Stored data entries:
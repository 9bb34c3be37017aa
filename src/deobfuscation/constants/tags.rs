//! Recovery of the tag mapping and the id keys from a constant getter.
//!
//! The getter decodes its `int` argument with two embedded keys, takes the top two bits as a
//! tag, and dispatches on it to one of four decode paths. Which tag selects which path is
//! randomized per protected assembly. Rather than understanding the decode paths, the getter is
//! reduced to its dispatch skeleton:
//!
//! 1. Every decode block is replaced by `ldc.i4 <sentinel>; ret`. The Number path is recognised
//!    by its array allocation, the Object path by its token load, and the String path by its
//!    call to `Encoding::get_UTF8`.
//! 2. Everything else that is not a local load, an integer literal, `conv.u8`, `ret` or a
//!    branch becomes `nop`, which keeps the block topology but drops side effects.
//! 3. The blocks are flattened and everything before the first local load is dropped.
//! 4. The skeleton is run four times, once per tag, with the tag in local 0 and the Default
//!    sentinel standing in for the id in local 1. The value left on the stack names the path.
//!
//! The keys are read from the untouched getter: they are the literals at positions 1 and 3, or 5
//! and 7 when the getter opens with an `Assembly::GetExecutingAssembly` check.

use std::fmt;

use log::{debug, info};
use strum::{Display, EnumIter, IntoEnumIterator};

use crate::{
    assembly::{
        build_blocks, flatten_blocks, opcodes, remove_dead_blocks, BasicBlock, Instruction,
    },
    emulation::{EmValue, EmulationLimits, Routine},
    metadata::{MemberResolver, Method},
    Error, Result,
};

/// Sentinel left on the stack by the Number decode path
pub const NUMBER_SENTINEL: i32 = 0xAA;
/// Sentinel left on the stack by the Object decode path
pub const OBJECT_SENTINEL: i32 = 0xBB;
/// Sentinel left on the stack by the String decode path
pub const STRING_SENTINEL: i32 = 0xCC;
/// Seed of the id local; returned unchanged by the Default path
pub const DEFAULT_SENTINEL: i32 = 0xDD;

const UTF8_ACCESSOR: &str = "get_UTF8";
const MODULE_LOOKUP: &str = "GetExecutingAssembly";

/// The four decode paths of a constant getter.
#[derive(Debug, Clone, Copy, PartialEq, Eq, Hash, Display, EnumIter)]
pub enum ConstantKind {
    /// `int`, `float` or `double` read from the blob
    Number,
    /// Arbitrary object, deserialized from the blob
    Object,
    /// Length-prefixed UTF-8 string
    String,
    /// `default(T)`, no blob read
    Default,
}

impl ConstantKind {
    /// The stack value that identifies this path during probing
    #[must_use]
    pub fn sentinel(self) -> i32 {
        match self {
            ConstantKind::Number => NUMBER_SENTINEL,
            ConstantKind::Object => OBJECT_SENTINEL,
            ConstantKind::String => STRING_SENTINEL,
            ConstantKind::Default => DEFAULT_SENTINEL,
        }
    }

    /// The path identified by a probe result
    #[must_use]
    pub fn from_sentinel(value: i32) -> Option<Self> {
        ConstantKind::iter().find(|kind| kind.sentinel() == value)
    }
}

/// Which decode path each of the four tags selects.
#[derive(Debug, Clone, Copy, PartialEq, Eq)]
pub struct TagMapping {
    kinds: [ConstantKind; 4],
}

impl TagMapping {
    /// Builds a mapping from the kind selected by tags 0 to 3.
    ///
    /// # Errors
    /// Returns [`Error::MalformedGetter`] unless Number, Object and String are each selected by
    /// exactly one tag.
    pub fn new(kinds: [ConstantKind; 4]) -> Result<Self> {
        for kind in ConstantKind::iter().filter(|kind| *kind != ConstantKind::Default) {
            let claims = kinds.iter().filter(|k| **k == kind).count();
            if claims != 1 {
                return Err(Error::MalformedGetter(format!(
                    "{kind} decode path is selected by {claims} tags"
                )));
            }
        }
        Ok(TagMapping { kinds })
    }

    /// The kind selected by `tag`; only the low two bits are used
    #[must_use]
    pub fn kind(&self, tag: u32) -> ConstantKind {
        self.kinds[(tag & 3) as usize]
    }

    /// The tag that selects `kind`
    #[must_use]
    pub fn tag_of(&self, kind: ConstantKind) -> Option<u32> {
        self.kinds
            .iter()
            .position(|k| *k == kind)
            .and_then(|tag| u32::try_from(tag).ok())
    }

    /// `(tag, kind)` pairs in tag order
    pub fn iter(&self) -> impl Iterator<Item = (u32, ConstantKind)> + '_ {
        (0u32..).zip(self.kinds.iter().copied())
    }
}

impl fmt::Display for TagMapping {
    fn fmt(&self, f: &mut fmt::Formatter<'_>) -> fmt::Result {
        for (tag, kind) in self.iter() {
            if tag > 0 {
                write!(f, ", ")?;
            }
            write!(f, "{tag}={kind}")?;
        }
        Ok(())
    }
}

/// The two literals the getter mixes into every id.
#[derive(Debug, Clone, Copy, PartialEq, Eq)]
pub struct ConstantKeys {
    /// Multiplier
    pub key1: i32,
    /// XOR mask
    pub key2: i32,
}

/// A call-site literal after key mixing.
#[derive(Debug, Clone, Copy, PartialEq, Eq)]
pub struct DecodedId {
    /// `raw * key1 ^ key2`, 32-bit wrapping
    pub id: i32,
    /// Top two bits of `id`
    pub tag: u32,
    /// Byte offset of the entry in the constant blob
    pub offset: usize,
}

impl ConstantKeys {
    /// Creates a key pair
    #[must_use]
    pub fn new(key1: i32, key2: i32) -> Self {
        ConstantKeys { key1, key2 }
    }

    /// Mixes a call-site literal into an id and splits it into tag and blob offset
    #[must_use]
    #[allow(clippy::cast_sign_loss)]
    pub fn decode(&self, raw: i32) -> DecodedId {
        let id = raw.wrapping_mul(self.key1) ^ self.key2;
        let bits = id as u32;
        DecodedId {
            id,
            tag: bits >> 30,
            offset: ((bits & 0x3FFF_FFFF) << 2) as usize,
        }
    }

    /// The call-site literal that decodes to `tag` and `offset`.
    ///
    /// Returns `None` if `key1` is even (not invertible modulo 2^32), if `tag` does not fit two
    /// bits, or if `offset` is not a multiple of 4 below 2^32.
    #[must_use]
    #[allow(clippy::cast_possible_wrap, clippy::cast_sign_loss)]
    pub fn encode(&self, tag: u32, offset: usize) -> Option<i32> {
        if self.key1 & 1 == 0 || tag > 3 || offset % 4 != 0 {
            return None;
        }
        let word = u32::try_from(offset / 4).ok().filter(|w| *w <= 0x3FFF_FFFF)?;
        let id = ((tag << 30) | word) as i32;

        // Newton iteration for the inverse of an odd number, each round doubles the correct bits
        let key1 = self.key1 as u32;
        let mut inverse = key1;
        for _ in 0..5 {
            inverse = inverse.wrapping_mul(2u32.wrapping_sub(key1.wrapping_mul(inverse)));
        }

        Some(((id ^ self.key2) as u32).wrapping_mul(inverse) as i32)
    }
}

impl fmt::Display for ConstantKeys {
    fn fmt(&self, f: &mut fmt::Formatter<'_>) -> fmt::Result {
        write!(f, "key1=0x{:08X}, key2=0x{:08X}", self.key1, self.key2)
    }
}

/// Returns true for `newarr`, the marker of the Number decode path
#[must_use]
pub fn is_array_allocation(instruction: &Instruction) -> bool {
    instruction.is_op(opcodes::NEWARR)
}

/// Returns true for `ldtoken`, the marker of the Object decode path
#[must_use]
pub fn is_token_load(instruction: &Instruction) -> bool {
    instruction.is_op(opcodes::LDTOKEN)
}

/// Returns true for a call to `Encoding::get_UTF8`, the marker of the String decode path
#[must_use]
pub fn is_utf8_accessor_call(instruction: &Instruction, resolver: &dyn MemberResolver) -> bool {
    is_call_to(instruction, resolver, UTF8_ACCESSOR)
}

/// Returns true for a call to `Assembly::GetExecutingAssembly`
#[must_use]
pub fn is_module_lookup_call(instruction: &Instruction, resolver: &dyn MemberResolver) -> bool {
    is_call_to(instruction, resolver, MODULE_LOOKUP)
}

fn is_call_to(instruction: &Instruction, resolver: &dyn MemberResolver, member: &str) -> bool {
    instruction.is_op(opcodes::CALL)
        && instruction
            .token_operand()
            .and_then(|token| resolver.member_name(token))
            .is_some_and(|name| name.contains(member))
}

/// The decode path a block implements, decided by its first marker instruction
#[must_use]
pub fn classify_block(
    instructions: &[Instruction],
    resolver: &dyn MemberResolver,
) -> Option<ConstantKind> {
    instructions.iter().find_map(|instr| {
        if is_array_allocation(instr) {
            Some(ConstantKind::Number)
        } else if is_token_load(instr) {
            Some(ConstantKind::Object)
        } else if is_utf8_accessor_call(instr, resolver) {
            Some(ConstantKind::String)
        } else {
            None
        }
    })
}

/// Instructions that survive canonicalization
fn drives_dispatch(instruction: &Instruction) -> bool {
    instruction.is_ldloc()
        || instruction.is_ldc_i4()
        || instruction.is_op(opcodes::LDC_I8)
        || instruction.is_op(opcodes::CONV_U8)
        || instruction.is_op(opcodes::RET)
        || instruction.is_branch()
}

/// Replaces decode blocks with sentinel stubs and neutralizes everything else.
///
/// Returns the kinds of the replaced blocks in physical order.
///
/// # Errors
/// Returns [`Error::MalformedGetter`] unless exactly three blocks were replaced.
pub fn canonicalize(
    blocks: &mut [BasicBlock],
    resolver: &dyn MemberResolver,
) -> Result<Vec<ConstantKind>> {
    let mut found = Vec::with_capacity(3);

    for block in blocks.iter_mut() {
        if let Some(kind) = classify_block(&block.instructions, resolver) {
            debug!(
                "Block {} at IL_{:04x} decodes {kind} constants",
                block.id, block.offset
            );
            let stub = Instruction::ldc_i4(kind.sentinel()).at(block.offset);
            let ret = Instruction::ret().at(block.offset + stub.size);
            block.instructions = vec![stub, ret];
            found.push(kind);
        }

        for instr in &mut block.instructions {
            if !drives_dispatch(instr) {
                *instr = Instruction::nop().at(instr.offset);
            }
        }
    }

    if found.len() != 3 {
        return Err(Error::MalformedGetter(format!(
            "expected 3 decode blocks, found {}",
            found.len()
        )));
    }
    Ok(found)
}

/// Drops the prologue in front of the first local load.
#[must_use]
pub fn trim(mut instructions: Vec<Instruction>) -> Vec<Instruction> {
    let start = instructions
        .iter()
        .position(Instruction::is_ldloc)
        .unwrap_or(instructions.len());
    instructions.drain(..start);
    instructions
}

/// Recovers the [`TagMapping`] and [`ConstantKeys`] of one constant getter.
///
/// # Examples
///
/// ```rust,no_run
/// use cilprobe::deobfuscation::constants::{ConstantKind, TagResolver};
/// use cilprobe::metadata::{MemberTable, Method};
///
/// # fn load() -> (Method, MemberTable) { unimplemented!() }
/// let (getter, members) = load();
/// let (mapping, keys) = TagResolver::new(&members).resolve(&getter)?;
/// println!("strings use tag {:?}, {keys}", mapping.tag_of(ConstantKind::String));
/// # Ok::<(), cilprobe::Error>(())
/// ```
pub struct TagResolver<'a> {
    resolver: &'a dyn MemberResolver,
    limits: EmulationLimits,
}

impl<'a> TagResolver<'a> {
    /// Creates a resolver with default emulation limits
    #[must_use]
    pub fn new(resolver: &'a dyn MemberResolver) -> Self {
        TagResolver {
            resolver,
            limits: EmulationLimits::default(),
        }
    }

    /// Replaces the limits applied to every probe
    #[must_use]
    pub fn with_limits(mut self, limits: EmulationLimits) -> Self {
        self.limits = limits;
        self
    }

    /// Canonicalizes, probes and reads the keys of `getter`.
    ///
    /// # Errors
    /// Returns [`Error::MalformedGetter`] if the getter does not have the expected shape, and
    /// [`Error::Emulation`] if a probe run fails.
    pub fn resolve(&self, getter: &Method) -> Result<(TagMapping, ConstantKeys)> {
        let keys = self.read_keys(getter)?;
        let skeleton = self.dispatch_skeleton(getter)?;
        let mapping = self.probe(&skeleton)?;

        info!("Constant getter {getter}: {mapping}; {keys}");
        Ok((mapping, keys))
    }

    /// Reads the two key literals from the untouched getter body.
    ///
    /// # Errors
    /// Returns [`Error::MalformedGetter`] if a key position does not hold an `ldc.i4`.
    pub fn read_keys(&self, getter: &Method) -> Result<ConstantKeys> {
        let body = &getter.instructions;
        let (first, second) = match body.first() {
            Some(instr) if is_module_lookup_call(instr, self.resolver) => (5, 7),
            _ => (1, 3),
        };

        let key_at = |position: usize| {
            body.get(position)
                .and_then(Instruction::ldc_i4_value)
                .ok_or_else(|| {
                    Error::MalformedGetter(format!(
                        "{getter} has no key literal at position {position}"
                    ))
                })
        };

        Ok(ConstantKeys::new(key_at(first)?, key_at(second)?))
    }

    /// The canonicalized, flattened and trimmed dispatch code of `getter`.
    ///
    /// # Errors
    /// Returns [`Error::MalformedGetter`] if canonicalization fails, and
    /// [`Error::Malformed`] if the block view cannot be flattened.
    pub fn dispatch_skeleton(&self, getter: &Method) -> Result<Vec<Instruction>> {
        let mut blocks = remove_dead_blocks(build_blocks(&getter.instructions));
        canonicalize(&mut blocks, self.resolver)?;
        Ok(trim(flatten_blocks(&blocks)?))
    }

    /// Runs the skeleton once per tag and assembles the mapping.
    ///
    /// # Errors
    /// Returns [`Error::Emulation`] if a run fails and [`Error::MalformedGetter`] if a run
    /// leaves anything but a sentinel on the stack or the kinds are not claimed once each.
    pub fn probe(&self, skeleton: &[Instruction]) -> Result<TagMapping> {
        let mut kinds = [ConstantKind::Default; 4];

        for (tag, slot) in (0i32..).zip(kinds.iter_mut()) {
            let mut routine = Routine::new(skeleton).with_limits(self.limits);
            routine.set_local(0, EmValue::I32(tag));
            routine.set_local(1, EmValue::I32(DEFAULT_SENTINEL));

            let ctx = routine.emulate()?;
            let kind = match ctx.peek() {
                Some(EmValue::I32(value)) => ConstantKind::from_sentinel(*value),
                _ => None,
            }
            .ok_or_else(|| {
                Error::MalformedGetter(format!(
                    "probe for tag {tag} ended with {}",
                    ctx.peek()
                        .map_or_else(|| "an empty stack".to_string(), ToString::to_string)
                ))
            })?;

            debug!("Tag {tag} selects the {kind} path");
            *slot = kind;
        }

        TagMapping::new(kinds)
    }
}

**TASK PROMPT**
Set down, exactly as they appear above, all lines from the one that has "canonicalize(&mut blocks, self.resolver)?;" down to the one that has "let mut routine", including those two and no others.

**SOLUTION TO THE PROBLEM**
        canonicalize(&mut blocks, self.resolver)?;
        Ok(trim(flatten_blocks(&blocks)?))
    }

    /// Runs the skeleton once per tag and assembles the mapping.
    ///
    /// # Errors
    /// Returns [`Error::Emulation`] if a run fails and [`Error::MalformedGetter`] if a run
    /// leaves anything but a sentinel on the stack or the kinds are not claimed once each.
    pub fn probe(&self, skeleton: &[Instruction]) -> Result<TagMapping> {
        let mut kinds = [ConstantKind::Default; 4];

        for (tag, slot) in (0i32..).zip(kinds.iter_mut()) {
            let mut routine = Routine::new(skeleton).with_limits(self.limits);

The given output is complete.